Print version ISSN 0120-5307On-line version ISSN 2216-0280

Invest. educ. enferm vol.42 no.1 Medellín Jan./Apr. 2024  Epub Apr 11, 2024

https://doi.org/10.17533/udea.iee.v42n1e01 

Editorial

Invisibility and devaluation of nursing work: related factors and coping strategies

José Jeová Mourão Netto1 

1 Assistance nurse at Hospital Estadual Regional Norte, PhD in Clinical Care in Nursing and Health, Professor of the Nursing Course at Luciano Feijão College, Sobral, Brazil. Email: jeovamourao@yahoo.com.br


Nursing represents the largest professional category in the health field worldwide, with 27.9 million professionals, representing 59% of the entire health workforce.1) The World Health Organization has warned of the need for greater investments in training, better working conditions and encouraging the development of nursing leadership as one of the means to achieve universal health coverage and the Sustainable Development Goals (SDGs).1) However, even though they are essential to health systems, these professionals face problems related to the representation of their image, which contributes to a scenario of devaluation, which has proved to be an obstacle to the development of the profession. Thus, in an exercise of understanding this phenomenon, it is considered that the factors that follow contribute greatly to configure the devaluation scenario.

Professionals with weak professional identity and limited knowledge about their work process

The professional identity of nurses is built from several elements, including what society thinks and expresses about them, in terms of their care, educational, scientific, social and political function.2) Studies have shown that nurses have little clarity about what they do, a fact that, added to the context of increasing precariousness of work, can deepen frustration and little identity with the profession.3) There are discussions about the need to overcome vague definitions in nursing, as they do not bring the elements that allow differentiating the doing of nurses from the doing of other professionals, which may explain the fact that many nurses are unable to express a definition of nursing, or systematize what their attributions are, and there is an urgent need for clearer concepts that in fact allow nurses to recognize the attributes that distinguish the profession from others.3

Complex work, but unnoticed: incomprehension and invisibility of nursing work

People have only a superficial understanding of the nurse's work, built from what they perceive in the services or have access to in news or film productions, and it is necessary that we promote, from education about what we do, the evolution of understanding to knowledge about our work. Because it is a complex work but little apparent, society tries to understand the nursing work by associating it with what it already knows about health work. Often, this prior knowledge is related to the physician's work, because his work is more consolidated in the social ideal. Perhaps, therefore, the activities that most characterize the work of nursing for society are almost always related to the physician: administration of drugs prescribed by the physician, the physician's assistant, think that nurses have less knowledge and consider that nurses are subordinate to these professionals.

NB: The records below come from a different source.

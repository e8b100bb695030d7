mod app;
mod args;
mod config;
mod entry;
mod error;
mod executor;
mod http;
mod inspect;
mod logger;
mod metrics;
mod shutdown;

#[cfg(test)]
mod test_support;

use error::AppResult;

fn main() -> AppResult<()> {
    entry::run()
}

In an attempt to understand this work, it is common that they also associate it with lay care, since feeding, bathing, dressing, changing clothes and sheets are also nursing activities. However, we need to explain that while they look the same, they are very different activities. For example, the way to feed a patient by a nursing professional involves complex knowledge and skills, as we have to consider the consistency of the food, assess the ability to swallow, choose the optimal position, and observe risks and signs of broncho aspiration, possible gastrointestinal reactions and acceptance. The complexity of care may go unnoticed if the professional does not explain to the patient, caregivers and family all the knowledge and skills involved in these activities. Thus, for society to evolve from vague understanding to knowledge about what we do, it will need our mediation.

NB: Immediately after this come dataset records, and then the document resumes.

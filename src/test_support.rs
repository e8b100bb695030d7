use std::collections::HashMap;
use std::io::{Read, Write};
use std::net::{Shutdown, TcpListener, TcpStream};
use std::sync::{Arc, Mutex, mpsc};
use std::thread;
use std::time::Duration;

pub(crate) const FRONTPAGE_HTML: &str = r#"<!doctype html>
<html>
  <head>
    <script src="/static/app.js"></script>
    <!-- <script src="/static/disabled.js"></script> -->
    <script>window.inline = true;</script>
  </head>
  <body>
    <script type="module" src='/static/tailwind.js' defer></script>
  </body>
</html>
"#;

#[derive(Debug, Clone)]
pub(crate) struct Route {
    pub(crate) status: u16,
    pub(crate) body: String,
}

impl Route {
    pub(crate) fn ok(body: &str) -> Self {
        Self {
            status: 200,
            body: body.to_owned(),
        }
    }

    pub(crate) fn status(status: u16) -> Self {
        Self {
            status,
            body: String::new(),
        }
    }
}

/// Single-purpose HTTP/1.1 server on a random local port. Every request
/// path is recorded; unknown paths answer `200 OK`.
pub(crate) struct FixtureServer {
    pub(crate) url: String,
    requests: Arc<Mutex<Vec<String>>>,
    shutdown: mpsc::Sender<()>,
    thread: Option<thread::JoinHandle<()>>,
}

impl Drop for FixtureServer {
    fn drop(&mut self) {
        drop(self.shutdown.send(()));
        if let Some(handle) = self.thread.take() {
            drop(handle.join());
        }
    }
}

impl FixtureServer {
    pub(crate) fn frontpage() -> Result<Self, String> {
        Self::start(vec![("/", Route::ok(FRONTPAGE_HTML))], Duration::ZERO)
    }

    pub(crate) fn start(routes: Vec<(&str, Route)>, delay: Duration) -> Result<Self, String> {
        let listener = TcpListener::bind("127.0.0.1:0")
            .map_err(|err| format!("bind fixture server failed: {}", err))?;
        let addr = listener
            .local_addr()
            .map_err(|err| format!("fixture addr failed: {}", err))?;
        listener
            .set_nonblocking(true)
            .map_err(|err| format!("set_nonblocking failed: {}", err))?;

        let routes: Arc<HashMap<String, Route>> = Arc::new(
            routes
                .into_iter()
                .map(|(path, route)| (path.to_owned(), route))
                .collect(),
        );
        let requests = Arc::new(Mutex::new(Vec::new()));
        let (shutdown_tx, shutdown_rx) = mpsc::channel();

        let recorded = Arc::clone(&requests);
        let handle = thread::spawn(move || {
            loop {
                if shutdown_rx.try_recv().is_ok() {
                    break;
                }
                match listener.accept() {
                    Ok((stream, _)) => {
                        let routes = Arc::clone(&routes);
                        let recorded = Arc::clone(&recorded);
                        thread::spawn(move || handle_client(stream, &routes, &recorded, delay));
                    }
                    Err(err) if err.kind() == std::io::ErrorKind::WouldBlock => {
                        thread::sleep(Duration::from_millis(5));
                    }
                    Err(_) => break,
                }
            }
        });

        Ok(Self {
            url: format!("http://{}", addr),
            requests,
            shutdown: shutdown_tx,
            thread: Some(handle),
        })
    }

    pub(crate) fn requests(&self) -> Result<Vec<String>, String> {
        self.requests
            .lock()
            .map(|paths| paths.clone())
            .map_err(|err| format!("request log poisoned: {}", err))
    }
}

fn handle_client(
    mut stream: TcpStream,
    routes: &HashMap<String, Route>,
    recorded: &Mutex<Vec<String>>,
    delay: Duration,
) {
    if stream.set_nonblocking(false).is_err() {
        return;
    }
    let Some(path) = read_request_path(&mut stream) else {
        return;
    };
    if let Ok(mut paths) = recorded.lock() {
        paths.push(path.clone());
    }
    if !delay.is_zero() {
        thread::sleep(delay);
    }

    let route = routes.get(&path).cloned().unwrap_or_else(|| Route::ok("OK"));
    let response = format!(
        "HTTP/1.1 {} Fixture\r\nContent-Type: text/html\r\nContent-Length: {}\r\nConnection: close\r\n\r\n{}",
        route.status,
        route.body.len(),
        route.body
    );
    if stream.write_all(response.as_bytes()).is_err() {
        return;
    }
    if stream.flush().is_err() {
        return;
    }
    drop(stream.shutdown(Shutdown::Both));
}

fn read_request_path(stream: &mut TcpStream) -> Option<String> {
    let mut head = Vec::new();
    let mut buffer = [0u8; 1024];
    while !head.windows(4).any(|window| window == b"\r\n\r\n") {
        let read = stream.read(&mut buffer).ok()?;
        if read == 0 {
            break;
        }
        head.extend_from_slice(buffer.get(..read)?);
    }
    let head = String::from_utf8_lossy(&head);
    let request_line = head.lines().next()?;
    request_line.split_whitespace().nth(1).map(str::to_owned)
}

Another aspect to be considered is the fact that caring has historically been considered women's work. In this sense, in a still patriarchal society, the lower hierarchical order of society associated with care work continues to perpetuate the social oppression of caregivers who, traditionally, were not paid and, also because of this, related to low socioeconomic status,4 developing an essential work, but which ends up being invisible due to its status in society. Nurses need to explore alternative ways of communicating the contributions of their role and the impact on health outcomes and quality of life, as well as making the profession more visible and explicit.5

Misconceptions and stereotypes about work and nursing professionals

Society's lack of knowledge about nursing practice and the consequent invisibility of its work is related to distorted and stereotyped images of these professionals. The inaccurate and distorted images of nursing limit its public understanding, preventing us from being seen as well-informed and qualified health professionals, because, due to the complexity of our work, not all activities are apparent, requiring resources that can help them create a positive image from what we really do and are: leaders, administrators and professionals who provide care with resoluteness and essential to all health systems.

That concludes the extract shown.